Dyslexia and exam access arrangements: What you need to know.

Here in the UK the schools are currently enjoying their Easter break before the exam season commences.  Students all of the country will be using this time to start revising for G.C.S.E and A-Level examinations that will be taking place in May and June.

Some students will be experiencing some anxiety as they try to bridge the gap between their dyslexic thinking style and the particularly non-dyslexic friendly exam system that will be testing them over these next months.

If you are a parent or teacher supporting a dyslexic student then you will know that the student should be entitled to 'reasonable adjustments' that will help to reduce the barriers to learning that having dyslexia often presents.  The question is, what reasonable adjustments are being provided for when students walk into the exam room?

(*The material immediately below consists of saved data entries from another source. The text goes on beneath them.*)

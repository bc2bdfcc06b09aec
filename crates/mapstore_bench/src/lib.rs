//! Benchmark utilities.

use mapstore_testkit::{Book, TestStorage};
use rand::seq::SliceRandom;
use rand::Rng;

const TAGS: &[&str] = &["scifi", "classic", "poetry", "history", "cyberpunk"];

/// Generates `count` books with ids `b0..`, random years and one or two
/// random tags.
pub fn random_books(count: usize) -> Vec<Book> {
    let mut rng = rand::thread_rng();
    (0..count)
        .map(|i| {
            let year = rng.gen_range(1800..2024);
            let mut book = Book::new(format!("b{i}"), format!("Title {i}"), year);
            let tags = rng.gen_range(1..=2);
            for tag in TAGS.choose_multiple(&mut rng, tags) {
                book = book.tagged(*tag);
            }
            book
        })
        .collect()
}

/// A storage holding `count` committed random books.
pub fn seeded_storage(count: usize) -> TestStorage {
    TestStorage::seeded(random_books(count))
}
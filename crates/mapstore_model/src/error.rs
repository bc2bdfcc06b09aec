//! Error types for the domain stores.

use mapstore_core::CoreError;
use thiserror::Error;

/// Result type for domain store operations.
pub type ModelResult<T> = Result<T, ModelError>;

/// Errors surfaced by domain stores.
///
/// Engine errors a caller can act on are translated into their own
/// variants; everything else is carried as [`ModelError::Core`].
#[derive(Debug, Error)]
pub enum ModelError {
    /// An entity with the same identity or unique attributes exists.
    #[error("duplicate: {0}")]
    Duplicate(String),

    /// An identifier is not valid for the store's key type.
    #[error("invalid id {id:?}: {reason}")]
    InvalidId {
        /// The rejected identifier.
        id: String,
        /// Why it was rejected.
        reason: String,
    },

    /// The store does not support the request.
    #[error("not supported: {0}")]
    NotSupported(String),

    /// A request argument is malformed.
    #[error("invalid argument: {0}")]
    InvalidArgument(String),

    /// Engine error.
    #[error(transparent)]
    Core(CoreError),
}

impl ModelError {
    /// Creates a duplicate error.
    pub fn duplicate(message: impl Into<String>) -> Self {
        Self::Duplicate(message.into())
    }

    /// Creates a not-supported error.
    pub fn not_supported(message: impl Into<String>) -> Self {
        Self::NotSupported(message.into())
    }

    /// Creates an invalid argument error.
    pub fn invalid_argument(message: impl Into<String>) -> Self {
        Self::InvalidArgument(message.into())
    }
}

impl From<CoreError> for ModelError {
    fn from(err: CoreError) -> Self {
        match err {
            CoreError::DuplicateKey { kind, key } => {
                Self::Duplicate(format!("{kind} already contains {key}"))
            }
            CoreError::InvalidKey { id, reason } => Self::InvalidId { id, reason },
            other => Self::Core(other),
        }
    }
}

impl From<ModelError> for CoreError {
    fn from(err: ModelError) -> Self {
        match err {
            ModelError::Core(inner) => inner,
            ModelError::InvalidId { id, reason } => CoreError::InvalidKey { id, reason },
            other => CoreError::invalid_operation(other.to_string()),
        }
    }
}
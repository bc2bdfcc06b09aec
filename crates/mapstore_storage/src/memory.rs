//! In-memory backend.

use crate::backend::{Applied, AppliedKind, MapBackend, WriteBatch, WriteOp};
use crate::error::{StorageError, StorageResult};
use parking_lot::RwLock;
use std::collections::BTreeMap;
use std::sync::atomic::{AtomicBool, Ordering};

/// An in-memory backend keyed by an ordered map.
///
/// Iteration order is key order. Every batch is applied under a single
/// write lock, so concurrent commits are serialized and never observed
/// half-applied.
///
/// This backend is suitable for:
/// - Unit and integration tests
/// - Ephemeral stores that don't need persistence (sessions, caches)
///
/// # Example
///
/// ```rust
/// use mapstore_storage::{InMemoryBackend, MapBackend, WriteBatch};
///
/// let backend = InMemoryBackend::with_entries(vec![(1u32, "a"), (2, "b")]);
/// assert_eq!(backend.len().unwrap(), 2);
///
/// let mut batch = WriteBatch::new();
/// batch.delete(1);
/// backend.apply(batch).unwrap();
/// assert!(!backend.contains(&1).unwrap());
/// ```
#[derive(Debug)]
pub struct InMemoryBackend<K, V> {
    entries: RwLock<BTreeMap<K, V>>,
    closed: AtomicBool,
}

impl<K: Ord, V> InMemoryBackend<K, V> {
    /// Creates a new empty backend.
    #[must_use]
    pub fn new() -> Self {
        Self {
            entries: RwLock::new(BTreeMap::new()),
            closed: AtomicBool::new(false),
        }
    }

    /// Creates a backend pre-populated with entries.
    ///
    /// Useful for seeding fixtures.
    #[must_use]
    pub fn with_entries(entries: impl IntoIterator<Item = (K, V)>) -> Self {
        Self {
            entries: RwLock::new(entries.into_iter().collect()),
            closed: AtomicBool::new(false),
        }
    }

    /// Closes the backend. Every later call fails with [`StorageError::Closed`].
    pub fn close(&self) {
        self.closed.store(true, Ordering::SeqCst);
    }

    /// Returns true once [`InMemoryBackend::close`] has been called.
    #[must_use]
    pub fn is_closed(&self) -> bool {
        self.closed.load(Ordering::SeqCst)
    }

    /// Removes every entry.
    pub fn clear(&self) {
        self.entries.write().clear();
    }

    fn ensure_open(&self) -> StorageResult<()> {
        if self.is_closed() {
            Err(StorageError::Closed)
        } else {
            Ok(())
        }
    }
}

impl<K: Ord, V> Default for InMemoryBackend<K, V> {
    fn default() -> Self {
        Self::new()
    }
}

impl<K, V> MapBackend<K, V> for InMemoryBackend<K, V>
where
    K: Ord + Clone + Send + Sync,
    V: Clone + Send + Sync,
{
    fn read(&self, key: &K) -> StorageResult<Option<V>> {
        self.ensure_open()?;
        Ok(self.entries.read().get(key).cloned())
    }

    fn contains(&self, key: &K) -> StorageResult<bool> {
        self.ensure_open()?;
        Ok(self.entries.read().contains_key(key))
    }

    fn select(&self, filter: &dyn Fn(&K, &V) -> bool) -> StorageResult<Vec<(K, V)>> {
        self.ensure_open()?;
        let entries = self.entries.read();
        Ok(entries
            .iter()
            .filter(|(k, v)| filter(k, v))
            .map(|(k, v)| (k.clone(), v.clone()))
            .collect())
    }

    fn count(&self, filter: &dyn Fn(&K, &V) -> bool) -> StorageResult<usize> {
        self.ensure_open()?;
        Ok(self.entries.read().iter().filter(|(k, v)| filter(k, v)).count())
    }

    fn apply(&self, batch: WriteBatch<K, V>) -> StorageResult<Vec<Applied<K>>> {
        self.ensure_open()?;
        let mut entries = self.entries.write();
        let mut applied = Vec::with_capacity(batch.len());

        for (key, op) in batch {
            match op {
                WriteOp::Put(value) => {
                    let kind = if entries.insert(key.clone(), value).is_some() {
                        AppliedKind::Replaced
                    } else {
                        AppliedKind::Inserted
                    };
                    applied.push(Applied { key, kind });
                }
                WriteOp::Delete => {
                    if entries.remove(&key).is_some() {
                        applied.push(Applied {
                            key,
                            kind: AppliedKind::Removed,
                        });
                    }
                }
            }
        }

        Ok(applied)
    }

    fn remove_where(&self, filter: &dyn Fn(&K, &V) -> bool) -> StorageResult<Vec<K>> {
        self.ensure_open()?;
        let mut entries = self.entries.write();
        let doomed: Vec<K> = entries
            .iter()
            .filter(|(k, v)| filter(k, v))
            .map(|(k, _)| k.clone())
            .collect();
        for key in &doomed {
            entries.remove(key);
        }
        Ok(doomed)
    }

    fn len(&self) -> StorageResult<usize> {
        self.ensure_open()?;
        Ok(self.entries.read().len())
    }
}

#[cfg(test)]
mod tests {
    use super::*;
    use proptest::prelude::*;

    fn seeded() -> InMemoryBackend<u32, String> {
        InMemoryBackend::with_entries((1..=5).map(|i| (i, format!("v{i}"))))
    }

    #[test]
    fn memory_new_is_empty() {
        let backend: InMemoryBackend<u32, String> = InMemoryBackend::new();
        assert_eq!(backend.len().unwrap(), 0);
        assert!(backend.is_empty().unwrap());
    }

    #[test]
    fn read_returns_copy() {
        let backend = seeded();
        let mut value = backend.read(&1).unwrap().unwrap();
        value.push_str("-mutated");
        assert_eq!(backend.read(&1).unwrap().unwrap(), "v1");
    }

    #[test]
    fn read_missing_key() {
        let backend = seeded();
        assert_eq!(backend.read(&42).unwrap(), None);
        assert!(!backend.contains(&42).unwrap());
    }

    #[test]
    fn select_is_in_key_order() {
        let backend = seeded();
        let odd = backend.select(&|k, _| k % 2 == 1).unwrap();
        let keys: Vec<u32> = odd.iter().map(|(k, _)| *k).collect();
        assert_eq!(keys, vec![1, 3, 5]);
        assert_eq!(backend.count(&|k, _| k % 2 == 1).unwrap(), 3);
    }

    #[test]
    fn apply_reports_what_changed() {
        let backend = seeded();
        let mut batch = WriteBatch::new();
        batch.put(1, "new".to_string());
        batch.put(9, "nine".to_string());
        batch.delete(2);
        batch.delete(100);

        let applied = backend.apply(batch).unwrap();
        assert_eq!(
            applied,
            vec![
                Applied { key: 1, kind: AppliedKind::Replaced },
                Applied { key: 9, kind: AppliedKind::Inserted },
                Applied { key: 2, kind: AppliedKind::Removed },
            ]
        );
        assert_eq!(backend.len().unwrap(), 5);
        assert_eq!(backend.read(&1).unwrap().as_deref(), Some("new"));
    }

    #[test]
    fn remove_where_returns_removed_keys() {
        let backend = seeded();
        let removed = backend.remove_where(&|k, _| *k > 3).unwrap();
        assert_eq!(removed, vec![4, 5]);
        assert_eq!(backend.len().unwrap(), 3);
    }

    #[test]
    fn closed_backend_rejects_everything() {
        let backend = seeded();
        backend.close();
        assert!(matches!(backend.read(&1), Err(StorageError::Closed)));
        assert!(matches!(
            backend.apply(WriteBatch::new()),
            Err(StorageError::Closed)
        ));
    }

    #[test]
    fn clear_empties_backend() {
        let backend = seeded();
        backend.clear();
        assert!(backend.is_empty().unwrap());
    }

    proptest! {
        #[test]
        fn apply_matches_model(ops in prop::collection::vec((0u8..16, any::<Option<u16>>()), 0..64)) {
            let backend: InMemoryBackend<u8, u16> = InMemoryBackend::new();
            let mut model = BTreeMap::new();
            for (key, value) in ops {
                let mut batch = WriteBatch::new();
                match value {
                    Some(v) => { batch.put(key, v); model.insert(key, v); }
                    None => { batch.delete(key); model.remove(&key); }
                }
                backend.apply(batch).unwrap();
            }
            let stored: BTreeMap<u8, u16> = backend.select(&|_, _| true).unwrap().into_iter().collect();
            prop_assert_eq!(stored, model);
        }
    }
}
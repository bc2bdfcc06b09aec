//! Storage configuration.

/// Configuration for a [`crate::MapStorage`].
#[derive(Debug, Clone)]
pub struct StorageConfig {
    /// Number of committed change events kept for polling.
    pub change_history: usize,

    /// Whether commits publish events to the change feed.
    pub emit_change_events: bool,

    /// Scans returning more entries than this log a warning (0 = never).
    pub query_warn_threshold: usize,

    /// Whether commit re-checks that every working copy still reports the
    /// key it is tracked under.
    pub verify_identity_on_commit: bool,
}

impl Default for StorageConfig {
    fn default() -> Self {
        Self {
            change_history: 10_000,
            emit_change_events: true,
            query_warn_threshold: 50_000,
            verify_identity_on_commit: true,
        }
    }
}

impl StorageConfig {
    /// Creates a new configuration with default values.
    #[must_use]
    pub fn new() -> Self {
        Self::default()
    }

    /// Sets the change feed history size.
    #[must_use]
    pub const fn change_history(mut self, events: usize) -> Self {
        self.change_history = events;
        self
    }

    /// Sets whether commits publish change events.
    #[must_use]
    pub const fn emit_change_events(mut self, value: bool) -> Self {
        self.emit_change_events = value;
        self
    }

    /// Sets the scan size above which a warning is logged.
    #[must_use]
    pub const fn query_warn_threshold(mut self, entries: usize) -> Self {
        self.query_warn_threshold = entries;
        self
    }

    /// Sets whether commit verifies identity keys.
    #[must_use]
    pub const fn verify_identity_on_commit(mut self, value: bool) -> Self {
        self.verify_identity_on_commit = value;
        self
    }

    pub(crate) fn is_oversized_scan(&self, entries: usize) -> bool {
        self.query_warn_threshold > 0 && entries > self.query_warn_threshold
    }
}
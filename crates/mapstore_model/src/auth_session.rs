//! Root authentication sessions and their expiry.

use crate::clock::Clock;
use crate::error::{ModelError, ModelResult};
use crate::view::{ModelKey, View};
use mapstore_core::{
    CriteriaBuilder, FieldValue, MapEntity, MapStorage, Operator, Phase, SearchableField,
    SharedTransaction, Tracked, UnitOfWork, ValueKind,
};
use serde::{Deserialize, Serialize};
use std::collections::BTreeMap;
use std::sync::Arc;
use std::time::Duration;
use tracing::debug;
use uuid::Uuid;

/// Length of generated tab ids.
const TAB_ID_LEN: usize = 11;

/// One browser tab's authentication flow.
#[derive(Debug, Clone, Default, PartialEq, Eq, Serialize, Deserialize)]
pub struct AuthenticationSession {
    /// Client the flow authenticates for.
    pub client_uuid: String,
    /// Notes recorded during the flow.
    #[serde(default)]
    pub auth_notes: BTreeMap<String, String>,
}

/// The authentication state of one browser, across its tabs.
#[derive(Debug, Clone, PartialEq, Eq, Serialize, Deserialize)]
pub struct RootAuthSession<K> {
    /// Identity.
    pub id: K,
    /// Realm the session belongs to.
    pub realm_id: String,
    /// Last activity, in milliseconds since the Unix epoch.
    pub timestamp: i64,
    /// Tab flows by tab id.
    #[serde(default)]
    pub auth_sessions: BTreeMap<String, AuthenticationSession>,
}

/// Searchable fields of [`RootAuthSession`].
#[derive(Debug, Clone, Copy, PartialEq, Eq, Hash)]
pub enum RootAuthSessionField {
    /// Id in its string form.
    Id,
    /// Realm id.
    RealmId,
    /// Last activity timestamp.
    Timestamp,
}

impl SearchableField for RootAuthSessionField {
    fn name(&self) -> &'static str {
        match self {
            Self::Id => "ID",
            Self::RealmId => "REALM_ID",
            Self::Timestamp => "TIMESTAMP",
        }
    }

    fn kind(&self) -> ValueKind {
        match self {
            Self::Id | Self::RealmId => ValueKind::Str,
            Self::Timestamp => ValueKind::Int,
        }
    }
}

impl<K: ModelKey> MapEntity for RootAuthSession<K> {
    type Key = K;
    type Field = RootAuthSessionField;

    fn id(&self) -> &K {
        &self.id
    }

    fn field_value(&self, field: RootAuthSessionField) -> FieldValue<'_> {
        match field {
            RootAuthSessionField::Id => FieldValue::from(self.id.to_string()),
            RootAuthSessionField::RealmId => FieldValue::str(&self.realm_id),
            RootAuthSessionField::Timestamp => FieldValue::Int(self.timestamp),
        }
    }
}

/// A view of a root authentication session.
pub type RootAuthSessionView<K> = View<RootAuthSession<K>>;

impl<K: ModelKey> View<RootAuthSession<K>> {
    /// Realm id.
    pub fn realm_id(&self) -> String {
        self.get(|s| s.realm_id.clone())
    }

    /// Last activity timestamp.
    pub fn timestamp(&self) -> i64 {
        self.get(|s| s.timestamp)
    }

    /// Sets the last activity timestamp.
    pub fn set_timestamp(&self, timestamp: i64) {
        self.set(|s| s.timestamp = timestamp);
    }

    /// Tab flows by tab id.
    pub fn authentication_sessions(&self) -> BTreeMap<String, AuthenticationSession> {
        self.get(|s| s.auth_sessions.clone())
    }

    /// The flow of one tab.
    pub fn authentication_session(&self, tab_id: &str) -> Option<AuthenticationSession> {
        self.get(|s| s.auth_sessions.get(tab_id).cloned())
    }

    /// Starts a flow for `client_uuid` in a new tab and returns the tab id.
    pub fn create_authentication_session(&self, client_uuid: impl Into<String>) -> String {
        let mut tab_id = Uuid::new_v4().simple().to_string();
        tab_id.truncate(TAB_ID_LEN);
        let session = AuthenticationSession {
            client_uuid: client_uuid.into(),
            auth_notes: BTreeMap::new(),
        };
        let id = tab_id.clone();
        self.set(|s| {
            s.auth_sessions.insert(id, session);
        });
        tab_id
    }

    /// Records a note on a tab's flow. Returns false if the tab is unknown.
    pub fn set_auth_note(
        &self,
        tab_id: &str,
        name: impl Into<String>,
        value: impl Into<String>,
    ) -> bool {
        let (name, value) = (name.into(), value.into());
        self.set(|s| match s.auth_sessions.get_mut(tab_id) {
            Some(session) => {
                session.auth_notes.insert(name, value);
                true
            }
            None => false,
        })
    }

    /// Ends a tab's flow. Returns false if the tab is unknown.
    pub fn remove_authentication_session(&self, tab_id: &str) -> bool {
        self.set(|s| s.auth_sessions.remove(tab_id).is_some())
    }

    /// Drops every tab flow and stamps the session with `timestamp`.
    pub fn restart(&self, timestamp: i64) {
        self.set(|s| {
            s.auth_sessions.clear();
            s.timestamp = timestamp;
        });
    }
}

/// Settings of [`RootAuthSessionStore`].
#[derive(Debug, Clone, Copy, PartialEq, Eq)]
pub struct AuthSessionConfig {
    /// How long a session survives without activity.
    pub session_lifespan: Duration,
}

impl Default for AuthSessionConfig {
    fn default() -> Self {
        Self {
            session_lifespan: Duration::from_secs(30 * 60),
        }
    }
}

impl AuthSessionConfig {
    /// Default settings.
    #[must_use]
    pub fn new() -> Self {
        Self::default()
    }

    /// Sets the session lifespan.
    #[must_use]
    pub const fn session_lifespan(mut self, lifespan: Duration) -> Self {
        self.session_lifespan = lifespan;
        self
    }
}

/// Root authentication session operations bound to one unit of work.
///
/// The transaction is enlisted after completion, so session writes are
/// applied only once every regular participant has committed.
pub struct RootAuthSessionStore<K: ModelKey> {
    storage: Arc<MapStorage<RootAuthSession<K>>>,
    tx: SharedTransaction<RootAuthSession<K>>,
    clock: Arc<dyn Clock>,
    config: AuthSessionConfig,
}

impl<K: ModelKey> RootAuthSessionStore<K> {
    /// Opens a transaction on `storage` enlisted after completion in `uow`.
    pub fn new(
        storage: Arc<MapStorage<RootAuthSession<K>>>,
        uow: &UnitOfWork,
        clock: Arc<dyn Clock>,
        config: AuthSessionConfig,
    ) -> Self {
        let tx = storage.create_transaction_in(uow, Phase::AfterCompletion);
        Self {
            storage,
            tx,
            clock,
            config,
        }
    }

    /// Creates a session in `realm_id`. `id` is generated when `None`.
    ///
    /// # Errors
    ///
    /// Returns [`ModelError::InvalidId`] if `id` is not a valid key and
    /// [`ModelError::Duplicate`] if it is taken.
    pub fn create(&self, realm_id: &str, id: Option<&str>) -> ModelResult<RootAuthSessionView<K>> {
        let keys = self.storage.key_converter();
        let key = match id {
            Some(id) => keys.from_string(id)?,
            None => keys.yield_new_unique_key()?,
        };

        let mut tx = self.tx.lock();
        if tx.read(&key)?.is_some() {
            return Err(ModelError::duplicate(format!(
                "root authentication session {} already exists",
                keys.key_to_string(&key)
            )));
        }
        let entity = RootAuthSession {
            id: key.clone(),
            realm_id: realm_id.to_owned(),
            timestamp: self.clock.now_millis(),
            auth_sessions: BTreeMap::new(),
        };
        let tracked = tx.create(key, entity)?;
        Ok(self.view(tracked))
    }

    /// Finds a session of `realm_id`. Ids that are not valid keys, and
    /// sessions of other realms, find nothing.
    ///
    /// # Errors
    ///
    /// Backend errors are passed through.
    pub fn get(&self, realm_id: &str, id: &str) -> ModelResult<Option<RootAuthSessionView<K>>> {
        let Some(key) = self.storage.key_converter().from_string_safe(id) else {
            return Ok(None);
        };
        let found = self.tx.lock().read(&key)?;
        Ok(found
            .filter(|s| s.read().realm_id == realm_id)
            .map(|t| self.view(t)))
    }

    /// Removes a session. Returns false if it did not exist.
    ///
    /// # Errors
    ///
    /// Returns [`ModelError::InvalidId`] if `id` is not a valid key.
    pub fn remove(&self, id: &str) -> ModelResult<bool> {
        let key = self.storage.key_converter().from_string(id)?;
        Ok(self.tx.lock().delete(&key)?)
    }

    /// Removes the sessions of `realm_id` idle for longer than the
    /// configured lifespan. Returns how many were removed.
    ///
    /// # Errors
    ///
    /// Backend errors are passed through.
    pub fn remove_expired(&self, realm_id: &str) -> ModelResult<usize> {
        let lifespan = i64::try_from(self.config.session_lifespan.as_millis()).unwrap_or(i64::MAX);
        let expired = self.clock.now_millis().saturating_sub(lifespan);
        let criteria = self
            .realm_criteria(realm_id)?
            .compare(RootAuthSessionField::Timestamp, Operator::Lt, expired)?;

        let scratch = self.storage.key_converter().yield_new_unique_key()?;
        let removed = self.tx.lock().delete_matching(scratch, &criteria)?;
        debug!(realm_id, expired, removed, "removed expired root authentication sessions");
        Ok(removed)
    }

    /// Removes every session of a deleted realm, outside any transaction.
    ///
    /// # Errors
    ///
    /// Backend errors are passed through.
    pub fn on_realm_removed(&self, realm_id: &str) -> ModelResult<usize> {
        let removed = self.storage.delete_matching(&self.realm_criteria(realm_id)?)?;
        debug!(realm_id, removed, "removed root authentication sessions of realm");
        Ok(removed)
    }

    fn realm_criteria(&self, realm_id: &str) -> ModelResult<CriteriaBuilder<RootAuthSessionField>> {
        Ok(self
            .storage
            .create_criteria_builder()
            .compare(RootAuthSessionField::RealmId, Operator::Eq, realm_id)?)
    }

    fn view(&self, tracked: Tracked<RootAuthSession<K>>) -> RootAuthSessionView<K> {
        View::new(tracked, self.storage.key_converter_handle())
    }
}
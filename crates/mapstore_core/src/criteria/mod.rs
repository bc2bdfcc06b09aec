//! Criteria: composable predicates over searchable fields.
//!
//! A [`CriteriaBuilder`] is built against one entity kind's field enum and
//! can only be evaluated against entities of that kind; the field type
//! parameter enforces it. Leaves are validated as they are added, so an
//! unsupported field/operator/operand combination fails at build time with
//! [`crate::CoreError::UnsupportedFilter`] instead of silently matching
//! nothing during a query.
//!
//! ```rust,ignore
//! let criteria = storage
//!     .create_criteria_builder()
//!     .compare(ResourceField::ResourceServerId, Operator::Eq, "rs-1")?
//!     .compare(ResourceField::Name, Operator::ILike, "%photo%")?;
//! let count = tx.get_count(&criteria)?;
//! ```

mod builder;
mod predicate;
mod value;

pub use builder::CriteriaBuilder;
pub use predicate::{Leaf, Predicate};
pub use value::{Operand, Value};

use std::fmt;

/// Comparison operator of a criteria leaf.
#[derive(Debug, Clone, Copy, PartialEq, Eq, Hash)]
pub enum Operator {
    /// Equal.
    Eq,
    /// Not equal. Also matches entities where the field is absent.
    Ne,
    /// Less than.
    Lt,
    /// Less than or equal.
    Le,
    /// Greater than.
    Gt,
    /// Greater than or equal.
    Ge,
    /// Member of the operand set.
    In,
    /// Not a member of the operand set. Also matches absent fields.
    NotIn,
    /// The field has a value.
    Exists,
    /// The field has no value.
    NotExists,
    /// Case-sensitive pattern match, `%` matches any run of characters.
    Like,
    /// Case-insensitive pattern match, `%` matches any run of characters.
    ILike,
}

/// How many operand values an operator takes.
#[derive(Debug, Clone, Copy, PartialEq, Eq)]
pub enum Arity {
    /// No operand.
    Nullary,
    /// Exactly one value.
    Unary,
    /// A set of values.
    Set,
}

impl Operator {
    /// Returns the operand arity of this operator.
    #[must_use]
    pub const fn arity(self) -> Arity {
        match self {
            Self::Exists | Self::NotExists => Arity::Nullary,
            Self::In | Self::NotIn => Arity::Set,
            _ => Arity::Unary,
        }
    }

    /// Whether the operator is meaningful for fields of the given kind.
    #[must_use]
    pub const fn applies_to(self, kind: ValueKind) -> bool {
        match kind {
            ValueKind::Str => true,
            ValueKind::StrSet => !matches!(self, Self::Lt | Self::Le | Self::Gt | Self::Ge),
            ValueKind::Int => !matches!(self, Self::Like | Self::ILike),
            ValueKind::Bool => matches!(
                self,
                Self::Eq | Self::Ne | Self::Exists | Self::NotExists
            ),
        }
    }

    /// Upper-case mnemonic.
    #[must_use]
    pub const fn as_str(self) -> &'static str {
        match self {
            Self::Eq => "EQ",
            Self::Ne => "NE",
            Self::Lt => "LT",
            Self::Le => "LE",
            Self::Gt => "GT",
            Self::Ge => "GE",
            Self::In => "IN",
            Self::NotIn => "NOT_IN",
            Self::Exists => "EXISTS",
            Self::NotExists => "NOT_EXISTS",
            Self::Like => "LIKE",
            Self::ILike => "ILIKE",
        }
    }
}

impl fmt::Display for Operator {
    fn fmt(&self, f: &mut fmt::Formatter<'_>) -> fmt::Result {
        f.write_str(self.as_str())
    }
}

/// Type of a searchable field's values.
#[derive(Debug, Clone, Copy, PartialEq, Eq, Hash)]
pub enum ValueKind {
    /// Single string.
    Str,
    /// Collection of strings; a comparison matches if any element matches.
    StrSet,
    /// Integer.
    Int,
    /// Boolean.
    Bool,
}

impl ValueKind {
    /// The kind of operand values compared against a field of this kind.
    #[must_use]
    pub const fn operand_kind(self) -> Self {
        match self {
            Self::StrSet => Self::Str,
            other => other,
        }
    }
}

#[cfg(test)]
mod tests {
    use super::*;

    #[test]
    fn arity() {
        assert_eq!(Operator::Exists.arity(), Arity::Nullary);
        assert_eq!(Operator::NotIn.arity(), Arity::Set);
        assert_eq!(Operator::ILike.arity(), Arity::Unary);
    }

    #[test]
    fn operator_applicability() {
        assert!(Operator::Lt.applies_to(ValueKind::Int));
        assert!(!Operator::Lt.applies_to(ValueKind::StrSet));
        assert!(!Operator::ILike.applies_to(ValueKind::Int));
        assert!(!Operator::In.applies_to(ValueKind::Bool));
        assert!(Operator::Eq.applies_to(ValueKind::Bool));
    }

    #[test]
    fn display() {
        assert_eq!(Operator::NotExists.to_string(), "NOT_EXISTS");
    }
}
//! # mapstore core
//!
//! Transactional entity engine for mapstore.
//!
//! This crate provides:
//! - Key conversion between engine keys and external string ids
//! - Criteria builders over typed searchable fields
//! - Change tracking with private working copies
//! - Map transactions enlisted in a unit of work
//! - Per-kind storages with a commit change feed
//!
//! ```rust,ignore
//! let storage = MapStorage::new("groups", backend, Arc::new(UuidKeyConverter));
//!
//! let uow = UnitOfWork::new();
//! let tx = storage.create_transaction(&uow);
//! let key = storage.key_converter().yield_new_unique_key()?;
//! tx.lock().create(key, Group::new(key, "admins"))?;
//! uow.commit()?;
//! ```

#![deny(unsafe_code)]
#![warn(missing_docs)]

mod change_feed;
mod config;
pub mod criteria;
mod entity;
mod error;
mod events;
mod key;
mod storage;
mod tracker;
mod transaction;
mod types;

pub use change_feed::{ChangeEvent, ChangeFeed, ChangeType};
pub use config::StorageConfig;
pub use criteria::{CriteriaBuilder, Operator, ValueKind};
pub use entity::{FieldValue, MapEntity, SearchableField};
pub use error::{CoreError, CoreResult};
pub use events::{EventBus, Subscription};
pub use key::{KeyConverter, MapKey, SequenceKeyConverter, StringKeyConverter, UuidKeyConverter};
pub use storage::MapStorage;
pub use tracker::{ChangeTracker, Tracked};
pub use transaction::{
    CompletionToken, MapTransaction, Participant, Phase, QueryIter, SharedTransaction, UnitOfWork,
};
pub use types::{TransactionId, TransactionState, UnitOfWorkId};

/// Re-exported backend layer.
pub use mapstore_storage as backend;

/// Version of this crate.
pub const VERSION: &str = env!("CARGO_PKG_VERSION");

This article seeks to provide you with some signposts to information that is out there that will inform your thinking on this topic.

What to expect in SEND support form your school or college?

The British Dyslexia Association's Dyslex.io website has some useful information about what to expect from schools in terms of SEND support.  


Equally the UK Gov website gives an overview of the rights of a 'disabled' student in not being discriminated against as they learn.  If dyslexia is providing a barrier to learning then this applies.


Tickets available until 12 noon, 19th April 2018.

How can a student be supported in an exam?

The JISC have a very useful blog article about exams access and how this is slowly changing to be more useful for students.


TES bring an interesting perspective on how the current system is letting down students with SEND.

This particular article is interesting as there is a wealth of technology available that provides access to text which can easily be used to read out exam papers in a non disruptive way in an exam room.  Historically there has been issues to do with the logistics of securely providing electronic exam papers that provide access, but ultimately, in using software or hardware solutions the student builds up more independence rather than relying on a human reader.  Equally there are some real benefits in terms of not feeling awkward about reading a particular passage again in using a computer based solution.

In a recent trial of the text to speech software, SprintPlus, 10 students were given SprintPlus to use to read out their mock G.C.S.E exams.  SprintPlus simply reads out text to the user and easily enables the user to navigate around the text on a PDF exam paper.  
In the trial, out of the ten students, nine of them preferred to use text to speech over that of using a human reader as it was more comfortable for them in terms of getting what they needed read out.  This enabled the students to feel less anxious about reading exam papers thus enabling them to be more focused on expressing what they knew about the exam topics.

Equally the reality of using assistive technology is that the student will be able to use that technology in their future career for use with reading content in Word documents, websites and PDF documents.  It makes sense to help students to develop a strategy that works for them that future proofs their abilities as opposed to using human intervention with reading as this is not practical in the workplace setting.